Attending Virtual VisWeek: Get Ready!

The IEEE Conference on Visualization (known colloquially as IEEE Vis or VisWeek) is the premiere academic venue for Visualization Research. This year, the conference ( IEEE VIS 2021) is going to be held virtually, October 24-29th. For class that week, we ask that you “attend” VisWeek - we will replace normal class activities with “conference activities” and encourage you to attend as much as possible.

You will need to register for the conference (free for students) ahead of time.

I’ve gone to VisWeek consistently since 2009. Each year, it means there’s a week in October that I am traveling and have to plan what to do with class. Last year (2020), the conference was virtual (online) - so I tried an experiment… I took the class with me to the conference. This worked out well enough that I plan to do it again.

Visualization conferences (including last year’s visweek) are among the best organized online events I’ve been to, so I have confidence this will be a good event. (I’ve seen some horrible online events in other fields).

VisWeek is a great opportunity to see the latest research (it is the premiere venue for Visualization publications). There are tutorials (with more basic content), workshops (more cutting edge things, less seriously peer reviewed). We’ll give you details closer to the dates, but…

  1. You must register! You must tell us that you have registered (this is an assignment on Canvas).

  2. Part of attending the conference is picking what things you want to see. So there will be an assignment (probably part of an online discussion) for you to go through the program - this exercise is valuable since it will teach you about what kinds of topics are happening in the field.

  3. You will be required to “attend” some things. Normally, you spend 150 minutes of your week in class. This week, you’ll spend at least those minutes in talks or events. This may require you to work around other things in your schedule. (last year, you could have satisfied this requirement simply by watching talks during the class time slot).

  4. The discussion and seek and finds will be related to the conference. This includes observing presentation quality (how do people make online talk videos?) as well as finding interesting things in papers.

The exact mechanisms for these will be announced soon. If you’re curious, you can see how we did it last year.

We will also make some recommendations as the event comes closer.

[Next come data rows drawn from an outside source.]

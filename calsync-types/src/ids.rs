//! Identifier types for both sides of a synchronization profile.
//!
//! Local entities carry two identifiers: the store's entry id, which is
//! stable within one folder, and an optional global id that survives
//! copies between stores. Remote entities are addressed by resource name.

use crate::Error;
use serde::{Deserialize, Serialize};
use std::fmt;
use std::str::FromStr;

/// Separator used by the textual form of a [`LocalId`].
const GLOBAL_ID_SEPARATOR: char = '|';

/// Identifier of an entity in the local store.
///
/// Equality derived here compares both components. Stores that expose more
/// than one valid representation for the same entity should be compared
/// through an identity comparer instead.
#[derive(Debug, Clone, PartialEq, Eq, Hash, PartialOrd, Ord, Serialize, Deserialize)]
pub struct LocalId {
    entry_id: String,
    global_id: Option<String>,
}

impl LocalId {
    /// Creates a local id from an entry id and an optional global id.
    #[must_use]
    pub fn new(entry_id: impl Into<String>, global_id: Option<String>) -> Self {
        Self {
            entry_id: entry_id.into(),
            global_id,
        }
    }

    /// Creates a local id that only has an entry id.
    #[must_use]
    pub fn from_entry_id(entry_id: impl Into<String>) -> Self {
        Self::new(entry_id, None)
    }

    /// Returns the store-local entry id.
    #[must_use]
    pub fn entry_id(&self) -> &str {
        &self.entry_id
    }

    /// Returns the cross-store global id, if the entity has one.
    #[must_use]
    pub fn global_id(&self) -> Option<&str> {
        self.global_id.as_deref()
    }

    /// Parses the textual form produced by `Display`.
    pub fn parse(s: &str) -> crate::Result<Self> {
        s.parse()
    }
}

impl fmt::Display for LocalId {
    fn fmt(&self, f: &mut fmt::Formatter<'_>) -> fmt::Result {
        match &self.global_id {
            Some(global) => write!(f, "{}{GLOBAL_ID_SEPARATOR}{global}", self.entry_id),
            None => write!(f, "{}", self.entry_id),
        }
    }
}

impl FromStr for LocalId {
    type Err = Error;

    fn from_str(s: &str) -> Result<Self, Self::Err> {
        let (entry, global) = match s.split_once(GLOBAL_ID_SEPARATOR) {
            Some((entry, global)) => (entry, Some(global.to_string())),
            None => (s, None),
        };
        if entry.is_empty() {
            return Err(Error::InvalidId(format!("empty entry id in '{s}'")));
        }
        if global.as_deref() == Some("") {
            return Err(Error::InvalidId(format!("empty global id in '{s}'")));
        }
        Ok(Self::new(entry, global))
    }
}

/// Identifier of an entity in the remote store: its resource name
/// relative to the synchronized collection.
#[derive(Debug, Clone, PartialEq, Eq, Hash, PartialOrd, Ord, Serialize, Deserialize)]
#[serde(transparent)]
pub struct RemoteId(String);

impl RemoteId {
    /// Creates a remote id from a resource name.
    #[must_use]
    pub fn new(name: impl Into<String>) -> Self {
        Self(name.into())
    }

    /// Returns the resource name.
    #[must_use]
    pub fn as_str(&self) -> &str {
        &self.0
    }
}

impl fmt::Display for RemoteId {
    fn fmt(&self, f: &mut fmt::Formatter<'_>) -> fmt::Result {
        f.write_str(&self.0)
    }
}

impl FromStr for RemoteId {
    type Err = Error;

    fn from_str(s: &str) -> Result<Self, Self::Err> {
        if s.is_empty() {
            return Err(Error::InvalidId("empty resource name".to_string()));
        }
        Ok(Self(s.to_string()))
    }
}
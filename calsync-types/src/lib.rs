//! Core type definitions for calsync.
//!
//! This crate defines the types shared by both sides of a synchronization
//! profile:
//! - Local and remote entity identifiers
//! - Opaque version tokens used for change detection
//! - The `Relation` record pairing one local entity with one remote entity
//! - Payloads for the synchronized entity kinds (events, contacts, tasks)
//!
//! Parsing and rendering of calendar wire formats belong to the repository
//! adapters, not here.

mod entity;
mod ids;
mod relation;
mod version;

pub use entity::{ContactData, EntityKind, EventData, TaskData};
pub use ids::{LocalId, RemoteId};
pub use relation::{CalendarRelation, Relation};
pub use version::{LocalVersion, RemoteVersion};

/// Result type alias using the crate's error type.
pub type Result<T> = std::result::Result<T, Error>;

/// Errors that can occur in type operations.
#[derive(Debug, thiserror::Error)]
pub enum Error {
    #[error("invalid identifier: {0}")]
    InvalidId(String),

    #[error("invalid timestamp: {0}")]
    InvalidTimestamp(String),
}
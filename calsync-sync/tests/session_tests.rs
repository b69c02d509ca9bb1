mod common;

use calsync_sync::{CleanupConfig, DuplicateCriteria, EventCriteria, Fingerprint, KeepPolicy, SyncError, SyncSession};
use common::{event, init_tracing, lid, relation, rid, Fixture};
use pretty_assertions::assert_eq;

// ── Announcements ────────────────────────────────────────────────

#[tokio::test]
async fn session_cleans_duplicates_announced_during_pass() {
    init_tracing();
    let (a1, a2, a3) = (lid("a1"), lid("a2"), lid("a3"));
    let fx = Fixture::with_relations(vec![relation(&a1, "r1.ics", "e1"), relation(&a2, "r2.ics", "e2")]);
    fx.add_local(&a1, event(9, "Standup"));
    fx.add_local(&a2, event(9, "Standup"));
    fx.add_local(&a3, event(11, "Review"));
    fx.add_remote("r1.ics", "e1", event(9, "Standup"));
    fx.add_remote("r2.ics", "e2", event(9, "Standup"));

    let mut session = SyncSession::new(fx.cleaner());
    session.announce(a1.clone(), &event(9, "Standup"));
    session.announce(a2.clone(), &event(9, "Standup"));
    session.announce(a3.clone(), &event(11, "Review"));
    assert_eq!(session.detector().len(), 3);

    let report = session.finish().await.unwrap();

    assert_eq!(report.local_deleted, vec![a2]);
    assert_eq!(report.remote_deleted, 1);
    assert!(fx.local.contains(&a1));
    assert!(fx.local.contains(&a3));
    assert!(!fx.remote.contains(&rid("r2.ics")));
    assert_eq!(fx.relations.relations(), vec![relation(&a1, "r1.ics", "e1")]);
    assert_eq!(fx.relations.save_calls(), 1);
}

#[tokio::test]
async fn announce_uses_criteria_fingerprint() {
    let fx = Fixture::new();
    let mut session = SyncSession::new(fx.cleaner());
    let data = event(9, "Standup");

    session.announce(lid("a"), &data);
    assert_eq!(
        session.detector().fingerprint_of(&lid("a")),
        Some(EventCriteria.fingerprint(&data))
    );
}

#[tokio::test]
async fn deleted_entity_is_not_cleaned() {
    let (a1, a2) = (lid("a1"), lid("a2"));
    let fx = Fixture::new();
    fx.add_local(&a1, event(9, "Standup"));
    fx.add_local(&a2, event(9, "Standup"));

    let mut session = SyncSession::new(fx.cleaner());
    session.announce_fingerprint(a1.clone(), Fingerprint::from_raw(5));
    session.announce_fingerprint(a2.clone(), Fingerprint::from_raw(5));
    session.announce_deleted(&a1);

    let report = session.finish().await.unwrap();

    assert_eq!(report.groups_examined, 0);
    assert_eq!(fx.local.len(), 2);
    assert_eq!(fx.relations.load_calls(), 0);
}

#[tokio::test]
async fn pass_without_duplicates_skips_relation_store() {
    let fx = Fixture::new();
    let mut session = SyncSession::new(fx.cleaner());
    session.announce(lid("a"), &event(9, "Standup"));
    session.announce(lid("b"), &event(10, "Standup"));

    let report = session.finish().await.unwrap();

    assert_eq!(report.deleted_count(), 0);
    assert_eq!(fx.relations.load_calls(), 0);
    assert_eq!(fx.relations.save_calls(), 0);
}

// ── Configuration ────────────────────────────────────────────────

#[tokio::test]
async fn disabled_session_ignores_announcements() {
    let (a1, a2) = (lid("a1"), lid("a2"));
    let fx = Fixture::new();
    fx.add_local(&a1, event(9, "Standup"));
    fx.add_local(&a2, event(9, "Standup"));

    let mut session = SyncSession::new(fx.cleaner_with(CleanupConfig::disabled()));
    session.announce(a1, &event(9, "Standup"));
    session.announce(a2, &event(9, "Standup"));
    assert!(session.detector().is_empty());

    let report = session.finish().await.unwrap();
    assert_eq!(report.deleted_count(), 0);
    assert_eq!(fx.local.len(), 2);
}

#[test]
fn config_from_json_fills_defaults() {
    let config = CleanupConfig::from_json(r#"{"keep_policy": "related"}"#).unwrap();
    assert!(config.enabled);
    assert_eq!(config.max_concurrent_groups, 4);
    assert_eq!(config.keep_policy, KeepPolicy::Related);

    let empty = CleanupConfig::from_json("{}").unwrap();
    assert_eq!(empty, CleanupConfig::default());
}

#[test]
fn config_from_json_rejects_garbage() {
    let err = CleanupConfig::from_json(r#"{"keep_policy": "newest"}"#).unwrap_err();
    assert!(matches!(err, SyncError::Serialization(_)));
}

#[test]
fn zero_concurrency_is_clamped() {
    let config = CleanupConfig {
        max_concurrent_groups: 0,
        ..Default::default()
    };
    assert_eq!(config.concurrency(), 1);
    assert_eq!(CleanupConfig::default().concurrency(), 4);
}

// ── Failure propagation ──────────────────────────────────────────

#[tokio::test]
async fn finish_surfaces_relation_failures() {
    let (a1, a2) = (lid("a1"), lid("a2"));
    let fx = Fixture::new();
    fx.add_local(&a1, event(9, "Standup"));
    fx.add_local(&a2, event(9, "Standup"));
    fx.relations.fail_save();

    let mut session = SyncSession::new(fx.cleaner());
    session.announce(a1, &event(9, "Standup"));
    session.announce(a2, &event(9, "Standup"));

    let err = session.finish().await.unwrap_err();
    assert!(matches!(err, SyncError::RelationsNotSaved(_)));
}

#[tokio::test]
async fn dropped_finish_still_completes_sweep() {
    let (a1, a2) = (lid("a1"), lid("a2"));
    let fx = Fixture::new();
    fx.add_local(&a1, event(9, "Standup"));
    fx.add_local(&a2, event(9, "Standup"));

    let mut session = SyncSession::new(fx.cleaner());
    session.announce(a1, &event(9, "Standup"));
    session.announce(a2.clone(), &event(9, "Standup"));

    // Abandon the caller's future right after the sweep is spawned.
    let finish = session.finish();
    let _ = tokio::time::timeout(std::time::Duration::ZERO, finish).await;

    for _ in 0..100 {
        if fx.relations.save_calls() == 1 {
            break;
        }
        tokio::task::yield_now().await;
    }
    assert_eq!(fx.relations.save_calls(), 1);
    assert!(!fx.local.contains(&a2));
}
//! Shared test helpers for cleanup and session tests.

#![allow(dead_code)]

use calsync_sync::mock::{MemoryRelationAccess, MockRepository};
use calsync_sync::{CleanupConfig, DuplicateCleaner, EventCriteria, ExactIdComparer, IdComparer};
use calsync_types::{CalendarRelation, EventData, LocalId, LocalVersion, RemoteId, RemoteVersion};
use chrono::{TimeZone, Utc};
use std::sync::Arc;
use tracing_subscriber::EnvFilter;

pub type Local = MockRepository<LocalId, LocalVersion, EventData>;
pub type Remote = MockRepository<RemoteId, RemoteVersion, EventData>;
pub type Relations = MemoryRelationAccess<LocalId, LocalVersion, RemoteId, RemoteVersion>;
pub type Cleaner<C = ExactIdComparer> = DuplicateCleaner<Local, Remote, Relations, EventCriteria, C>;

/// Routes sweep logs to the test output (`RUST_LOG=debug`).
pub fn init_tracing() {
    let _ = tracing_subscriber::fmt()
        .with_env_filter(EnvFilter::from_default_env())
        .with_test_writer()
        .try_init();
}

/// Local id with an entry id only.
pub fn lid(entry: &str) -> LocalId {
    LocalId::from_entry_id(entry)
}

/// Remote id.
pub fn rid(name: &str) -> RemoteId {
    RemoteId::new(name)
}

/// A one-hour event on 2024-05-01 starting at `hour`.
pub fn event(hour: u32, subject: &str) -> EventData {
    let start = Utc.with_ymd_and_hms(2024, 5, 1, hour, 0, 0).unwrap();
    let end = Utc.with_ymd_and_hms(2024, 5, 1, hour + 1, 0, 0).unwrap();
    EventData::new(start, end, subject)
}

pub fn relation(local: &LocalId, remote: &str, etag: &str) -> CalendarRelation {
    CalendarRelation::new(
        local.clone(),
        LocalVersion::from_millis(1),
        rid(remote),
        RemoteVersion::new(etag),
    )
}

/// Both repositories plus the relation table.
pub struct Fixture {
    pub local: Arc<Local>,
    pub remote: Arc<Remote>,
    pub relations: Arc<Relations>,
}

impl Fixture {
    pub fn new() -> Self {
        Self {
            local: Arc::new(Local::new()),
            remote: Arc::new(Remote::new()),
            relations: Arc::new(Relations::empty()),
        }
    }

    pub fn with_relations(relations: Vec<CalendarRelation>) -> Self {
        Self {
            relations: Arc::new(Relations::new(relations)),
            ..Self::new()
        }
    }

    /// Stores a local event.
    pub fn add_local(&self, id: &LocalId, data: EventData) {
        self.local.insert(id.clone(), LocalVersion::from_millis(1), data);
    }

    /// Stores a remote event with the given entity tag.
    pub fn add_remote(&self, name: &str, etag: &str, data: EventData) {
        self.remote.insert(rid(name), RemoteVersion::new(etag), data);
    }

    pub fn cleaner(&self) -> Cleaner {
        self.cleaner_with(CleanupConfig::default())
    }

    pub fn cleaner_with(&self, config: CleanupConfig) -> Cleaner {
        self.cleaner_using(ExactIdComparer, config)
    }

    pub fn cleaner_using<C: IdComparer<LocalId>>(&self, comparer: C, config: CleanupConfig) -> Cleaner<C> {
        DuplicateCleaner::new(
            Arc::clone(&self.local),
            Arc::clone(&self.remote),
            Arc::clone(&self.relations),
            Arc::new(EventCriteria),
            comparer,
            config,
        )
    }
}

The web page for the conference is still in flux, so I cannot give you more details. Once I see what they are putting online, I will give better recommendations and instructions.

Some Explanations

There are a lot of parts to Vis, let me give some explanation to help you decide what to see.

  1. Tutorials - there are tutorials given on Sunday and Monday, these might be useful for you. In particular, Tamara Munzner gives a tutorial based on her book on Sunday morning.

  2. Workshops - these are minor events, co-located with the main conference on Sunday and Monday. They are less selective than the main conference. They are an interesting place to see preliminary work.

  3. Paper Sessions - this is the “central piece” of the conference. Like most fields in CS (but not outside of CS), conference papers are the premier venue for visualization research. The conference proceedings (full or long papers) is published as a special issue of the top journal in the field. Getting a paper into the conference is (at least) as big a deal as getting a paper into other issues of the journal. In a bit of reversal, journal papers get to present at the conference. Note that there are “long” (or full) papers, which are a premiere event, and “short papers” that are smaller, last minute things. Even short papers are rigorously reviewed.

  4. Posters - posters are a non-selective venue (almost everyone who submit a poster is allowed to present), but it can be an interesting place to see emerging ideas and student projects. At the virtual conference, these are held asynchronously.

  5. Fast Forward - the fast forward is a special session where each paper presentation gives a short (usually just 30 seconds!) video as an advertisement for their paper/talk.

  6. Special Sessions - there are special sessions, with Keynote and Capstone talks (highly recommended, they usually get good speakers), the Best Paper Presentations (usually good, because the papers are good and the presenters know a lot of people will be watching), and other things.